More rural jobs would decongest Manila — bishop

More rural jobs would decongest Manila — bishop

Bishop Broderick Pabillo, the apostolic administrator of the Manila archdiocese. PHOTO FROM THE DIOCESE OF CUBAO

By CBCP News

May 14, 2020

Manila, Philippines

Unless rural realities are taken into account, a Catholic bishop said that the revived “balik probinsya” (back to the province) program will not work any better.

Bishop Broderick Pabillo, the administrator of the Manila archdiocese, said that lessons from the past should be taken more seriously.

“In a word, the development plan – and the budget – should all be aligned to give importance to the rural areas in order to develop the agricultural and fishery sectors of our society,” he said.
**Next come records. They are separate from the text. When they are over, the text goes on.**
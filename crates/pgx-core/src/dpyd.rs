//! DPYD (dihydropyrimidine dehydrogenase) classification.
//!
//! Each variant occurrence counts as one decreased-function allele: one
//! occurrence is intermediate, two or more is poor.

use std::collections::BTreeMap;

use pgx_model::{Gene, GeneResult, Phenotype, ReferenceData, WILD_TYPE};
use tracing::{debug, warn};

use crate::genotype::{pair_occurrences, scan_markers};
use crate::recommendation::resolve_recommendation;

fn phenotype_for(non_wild_type: usize) -> Phenotype {
    match non_wild_type {
        0 => Phenotype::Normal,
        1 => Phenotype::Intermediate,
        _ => Phenotype::Poor,
    }
}

/// Classifies DPYD from per-marker genotypes.
pub fn classify_dpyd_markers(
    reference: &ReferenceData,
    genotypes: &BTreeMap<String, String>,
) -> GeneResult {
    let scan = scan_markers(reference.markers(Gene::Dpyd), genotypes);
    let pairing = pair_occurrences(&scan.occurrences);
    if pairing.dropped > 0 {
        warn!(
            gene = %Gene::Dpyd,
            dropped = pairing.dropped,
            occurrences = ?scan.occurrences,
            "more than two variant occurrences; only the first two enter the diplotype"
        );
    }
    let phenotype = phenotype_for(pairing.used);
    let diplotype = pairing.diplotype();
    debug!(
        gene = %Gene::Dpyd,
        %diplotype,
        %phenotype,
        "classified from markers"
    );

    GeneResult {
        gene: Gene::Dpyd,
        recommendation: resolve_recommendation(
            Gene::Dpyd,
            phenotype,
            reference.long_recommendation(Gene::Dpyd, phenotype),
        ),
        diplotype,
        phenotype,
        polymorphism_notes: scan.notes,
        dropped_occurrences: pairing.dropped,
    }
}

/// Classifies DPYD from a manually chosen allele pair.
pub fn classify_dpyd_diplotype(
    reference: &ReferenceData,
    allele1: &str,
    allele2: &str,
) -> GeneResult {
    let non_wild_type = [allele1, allele2]
        .iter()
        .filter(|allele| **allele != WILD_TYPE)
        .count();
    let phenotype = phenotype_for(non_wild_type);
    let diplotype = format!("{allele1}/{allele2}");
    debug!(gene = %Gene::Dpyd, %diplotype, %phenotype, "classified from diplotype");

    GeneResult {
        gene: Gene::Dpyd,
        recommendation: resolve_recommendation(
            Gene::Dpyd,
            phenotype,
            reference.long_recommendation(Gene::Dpyd, phenotype),
        ),
        polymorphism_notes: vec![format!("DPYD diplotipo manual: {diplotype}")],
        diplotype,
        phenotype,
        dropped_occurrences: 0,
    }
}
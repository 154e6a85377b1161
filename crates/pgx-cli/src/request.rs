//! Request files.
//!
//! A request file replaces the web form: `[patient]` and `[clinical]` tables
//! plus one table per gene tagged with `mode = "markers"` or
//! `mode = "diplotype"`. Genes left out fall back to their default input.

use std::path::Path;

use anyhow::{Context, Result, bail};

use pgx_model::ClassificationRequest;

/// Loads a request from a `.toml` or `.json` file.
pub fn load_request(path: &Path) -> Result<ClassificationRequest> {
    let contents = std::fs::read_to_string(path)
        .with_context(|| format!("read request {}", path.display()))?;
    let extension = path
        .extension()
        .and_then(|ext| ext.to_str())
        .map(str::to_ascii_lowercase);
    match extension.as_deref() {
        Some("toml") => parse_toml_request(&contents)
            .with_context(|| format!("parse request {}", path.display())),
        Some("json") => parse_json_request(&contents)
            .with_context(|| format!("parse request {}", path.display())),
        _ => bail!(
            "unsupported request file {} (expected .toml or .json)",
            path.display()
        ),
    }
}

pub fn parse_toml_request(contents: &str) -> Result<ClassificationRequest> {
    Ok(toml::from_str(contents)?)
}

pub fn parse_json_request(contents: &str) -> Result<ClassificationRequest> {
    Ok(serde_json::from_str(contents)?)
}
President Rodrigo Duterte on May 6 institutionalized the “Balik Probinsya, Bagong Pag-asa Program,” which seeks to decongest Metro Manila and boost countryside development.

The struggle to contain the spread of coronavirus has spurred the authorities to address the massive numbers and densities of Metro Manila’s informal settlements.

The back to the province program is not new. The prelate said there have been many such programs in the past and “they have all failed”.

He said that people who were sent to the provinces came back to cities after some time because of the need for jobs.

“Now they promise to give skills training to the people and give them a bit of a capital for them to stay there. This is already a positive realization,” Pabillo said.

But this is not enough, according to him.

The government and businesses, he stressed, “should pour massive investment” in rural areas so that they get adequate human services and jobs in the provinces.

The bishop also said that the pandemic should serve as a “wake up call” for the government to pay attention to the “neglected” sector of agriculture.

The quarantine period, he said, has once more brought to the fore the essential services that the farmers and fisher folk render to the public.

“They are essential to our economy and to our survival,” he said.